At the time, the deputy he'd complained to, a smartass kid of about thirty, hadn't even bothered to swallow his smile of disbelief. He just took a quick statement, then hauled Ivor to the local clinic for treatment of frostbite and exposure. Doc Norwood hadn't been so outwardly disbelieving, but when he'd sent Ivor to the hospital in Missoula he'd suggested psychiatric testing.
They'd all just played into the aliens' hands. Crytor, the leader of the pod, who had teleported him into their mother ship, was probably still laughing at the earthlings' simpleton explanation of alcohol, dehydration and hallucinations that the doctors were sure had been the cause of his "confusion."
Well, they were just dumb asses all around.
Using a walking stick, Ivor trudged up Cross Creek Pass, his hiking boots crunching in the snow, the sky as wide and blue as an ocean, not that he'd ever really seen one, but he'd seen himself Flathead Lake, which was one big-ass lake. Must be the same, only much, much larger, if those televised fishing excursions on the Fish and Game Channel could be believed.

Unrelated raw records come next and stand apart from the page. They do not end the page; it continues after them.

// assay/src/commands/run.rs
//
// USE CASE: Validate the project's models.

use std::path::{Path, PathBuf};
use std::sync::Arc;

use anyhow::Context;
use assay_core::application::{register_sources, run_validation, save_report};
use assay_core::domain::ports::RegistryLoader;
use assay_core::infrastructure::SchemaDiscovery;
use assay_core::infrastructure::adapters::DuckDbSource;
use assay_core::infrastructure::config::project::load_project_config;
use tracing::debug;

use crate::cli::OutputFormat;

pub async fn execute(
    project_dir: PathBuf,
    select: Option<String>,
    format: OutputFormat,
) -> anyhow::Result<()> {
    let start = std::time::Instant::now();
    // stdout must stay parseable in json mode
    let verbose = format == OutputFormat::Text;

    // A. Load the Config (Infra)
    if verbose {
        println!("⚙️  Loading configuration...");
    }
    let config = load_project_config(&project_dir).with_context(|| {
        format!(
            "Failed to load project configuration from {:?}",
            project_dir
        )
    })?;
    if verbose {
        println!("   Project: {} (v{})", config.name, config.version);
    }

    // B. Model registry (fatal on malformed or duplicate definitions)
    let loader: &dyn RegistryLoader = &SchemaDiscovery;
    let registry = loader
        .load(&project_dir, &config)
        .with_context(|| format!("Failed to load model schemas from {:?}", project_dir))?;

    // C. Instantiate the DB Adapter and expose the CSV sources
    let db_path = resolve_db_path(&project_dir, &config.db_path);
    debug!(db_path = %db_path, profile = %config.profile, "Opening DuckDB");
    let source = Arc::new(
        DuckDbSource::new(&db_path)
            .with_context(|| format!("Failed to initialize DuckDB at {}", db_path))?,
    );
    let registered = register_sources(&project_dir, &config, &registry, &source)?;
    if verbose {
        println!(
            "   Engine: DuckDB 🦆 ({} models, {} CSV sources)",
            registry.len(),
            registered
        );
    }

    // D. Run the Validation (Application Layer)
    let report = match run_validation(&registry, source, &config, select.as_deref()).await {
        Ok(report) => report,
        Err(e) => {
            eprintln!("\n💥 CRITICAL VALIDATION ERROR: {}", e);
            std::process::exit(1);
        }
    };

    let target_dir = project_dir.join(&config.target_path);
    let saved = save_report(&target_dir, &report)?;

    match format {
        OutputFormat::Text => {
            println!("\n{}", report.format());
            println!("   Results written to {}", saved.display());
        }
        OutputFormat::Json => println!("{}", report.to_json()?),
    }

    if report.passed {
        if verbose {
            println!("\n✨ SUCCESS! Validation finished in {:.2?}", start.elapsed());
        }
    } else {
        eprintln!(
            "\n❌ FAILURE. {} of {} checks failed.",
            report.failed_checks, report.total_checks
        );
        // Exit with error code for CI/CD
        std::process::exit(1);
    }

    Ok(())
}

fn resolve_db_path(project_dir: &Path, db_path: &str) -> String {
    if db_path == ":memory:" || Path::new(db_path).is_absolute() {
        db_path.to_string()
    } else {
        project_dir.join(db_path).to_string_lossy().to_string()
    }
}
// assay-core/src/domain/quality/value.rs

use serde::{Deserialize, Serialize};
use std::collections::HashMap;
use std::fmt;

/// One materialized row: column name -> value. A missing column reads as NULL.
pub type Row = HashMap<String, Value>;

/// A single cell, independent of the engine that produced it.
#[derive(Debug, Clone, PartialEq, Serialize, Deserialize, Default)]
#[serde(untagged)]
pub enum Value {
    #[default]
    Null,
    Bool(bool),
    Int(i64),
    Float(f64),
    Text(String),
}

/// Hashable identity of a non-null value, used for grouping and lookups.
/// Integral floats collapse onto ints so that `1` and `1.0` match.
#[derive(Debug, Clone, PartialEq, Eq, Hash)]
pub enum ValueKey {
    Bool(bool),
    Int(i64),
    Float(u64),
    Text(String),
}

impl Value {
    pub fn is_null(&self) -> bool {
        matches!(self, Value::Null)
    }

    pub fn as_f64(&self) -> Option<f64> {
        match self {
            Value::Int(i) => Some(*i as f64),
            Value::Float(f) => Some(*f),
            _ => None,
        }
    }

    pub fn type_name(&self) -> &'static str {
        match self {
            Value::Null => "null",
            Value::Bool(_) => "bool",
            Value::Int(_) => "int",
            Value::Float(_) => "float",
            Value::Text(_) => "text",
        }
    }

    /// `None` for NULL and NaN: neither is equal to anything, itself included.
    pub fn key(&self) -> Option<ValueKey> {
        match self {
            Value::Null => None,
            Value::Bool(b) => Some(ValueKey::Bool(*b)),
            Value::Int(i) => Some(ValueKey::Int(*i)),
            Value::Float(f) if f.is_nan() => None,
            Value::Float(f) => {
                // i64::MAX as f64 rounds up to 2^63, which is out of range
                if f.fract() == 0.0 && *f >= i64::MIN as f64 && *f < i64::MAX as f64 {
                    Some(ValueKey::Int(*f as i64))
                } else {
                    // -0.0 and 0.0 already collapsed above
                    Some(ValueKey::Float(f.to_bits()))
                }
            }
            Value::Text(s) => Some(ValueKey::Text(s.clone())),
        }
    }
}

impl fmt::Display for Value {
    fn fmt(&self, f: &mut fmt::Formatter<'_>) -> fmt::Result {
        match self {
            Value::Null => f.write_str("NULL"),
            Value::Bool(b) => write!(f, "{b}"),
            Value::Int(i) => write!(f, "{i}"),
            Value::Float(x) => write!(f, "{x}"),
            Value::Text(s) => write!(f, "'{s}'"),
        }
    }
}

impl From<i64> for Value {
    fn from(v: i64) -> Self {
        Value::Int(v)
    }
}

impl From<f64> for Value {
    fn from(v: f64) -> Self {
        Value::Float(v)
    }
}

impl From<bool> for Value {
    fn from(v: bool) -> Self {
        Value::Bool(v)
    }
}

impl From<&str> for Value {
    fn from(v: &str) -> Self {
        Value::Text(v.to_string())
    }
}

impl From<String> for Value {
    fn from(v: String) -> Self {
        Value::Text(v)
    }
}

impl<T: Into<Value>> From<Option<T>> for Value {
    fn from(v: Option<T>) -> Self {
        v.map(Into::into).unwrap_or(Value::Null)
    }
}

/// Builds a row from `(column, value)` pairs.
pub fn row<I, K, V>(cells: I) -> Row
where
    I: IntoIterator<Item = (K, V)>,
    K: Into<String>,
    V: Into<Value>,
{
    cells
        .into_iter()
        .map(|(k, v)| (k.into(), v.into()))
        .collect()
}
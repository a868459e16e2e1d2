// src/domain/project/configuration.rs

use serde::{Deserialize, Serialize};
use std::collections::HashMap;
use validator::Validate;

#[derive(Debug, Deserialize, Serialize, Clone, Validate)]
pub struct ProjectConfig {
    #[validate(length(min = 1, message = "Project name cannot be empty"))]
    pub name: String,
    pub version: String,
    #[serde(default = "default_profile")]
    pub profile: String,

    #[serde(rename = "model-paths", default = "default_model_paths")]
    pub model_paths: Vec<String>,

    #[serde(rename = "data-path", default = "default_data_path")]
    pub data_path: String,

    #[serde(rename = "target-path", default = "default_target_path")]
    pub target_path: String,

    #[serde(rename = "clean-targets", default = "default_clean_targets")]
    pub clean_targets: Vec<String>,

    /// DuckDB database holding already-materialized models.
    #[serde(rename = "db-path", default = "default_db_path")]
    pub db_path: String,

    /// Upper bound on models evaluated concurrently within a layer.
    #[validate(range(min = 1, max = 256))]
    #[serde(default = "default_threads")]
    pub threads: usize,

    /// Violating row ids kept per result.
    #[validate(range(min = 1))]
    #[serde(rename = "sample-size", default = "default_sample_size")]
    pub sample_size: usize,

    #[validate(range(min = 1))]
    #[serde(rename = "model-timeout-secs", default)]
    pub model_timeout_secs: Option<u64>,

    /// Model name -> CSV file, relative to the project directory.
    #[serde(default)]
    pub sources: HashMap<String, String>,
}

impl ProjectConfig {
    pub fn new(name: impl Into<String>) -> Self {
        Self {
            name: name.into(),
            version: "1.0.0".to_string(),
            profile: default_profile(),
            model_paths: default_model_paths(),
            data_path: default_data_path(),
            target_path: default_target_path(),
            clean_targets: default_clean_targets(),
            db_path: default_db_path(),
            threads: default_threads(),
            sample_size: default_sample_size(),
            model_timeout_secs: None,
            sources: HashMap::new(),
        }
    }
}

fn default_model_paths() -> Vec<String> {
    vec!["models".to_string()]
}
fn default_data_path() -> String {
    "data".to_string()
}
fn default_clean_targets() -> Vec<String> {
    vec!["target".to_string()]
}
fn default_target_path() -> String {
    "target".to_string()
}
fn default_profile() -> String {
    "dev".to_string()
}
fn default_db_path() -> String {
    ":memory:".to_string()
}
fn default_threads() -> usize {
    4
}
fn default_sample_size() -> usize {
    10
}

Breathing heavily, he trudged up the trail, winding through an outcropping of snow-dusted boulders and ancient hemlocks with branches that appeared to scrape the sky. He stopped to catch his breath, watching it fog and cursing the aliens who had forced him up the mountain trail when his arthritis was acting up. The pain now was exacerbated, he was certain, by the experiments they'd done on him and the invisible chip they'd slipped into his body.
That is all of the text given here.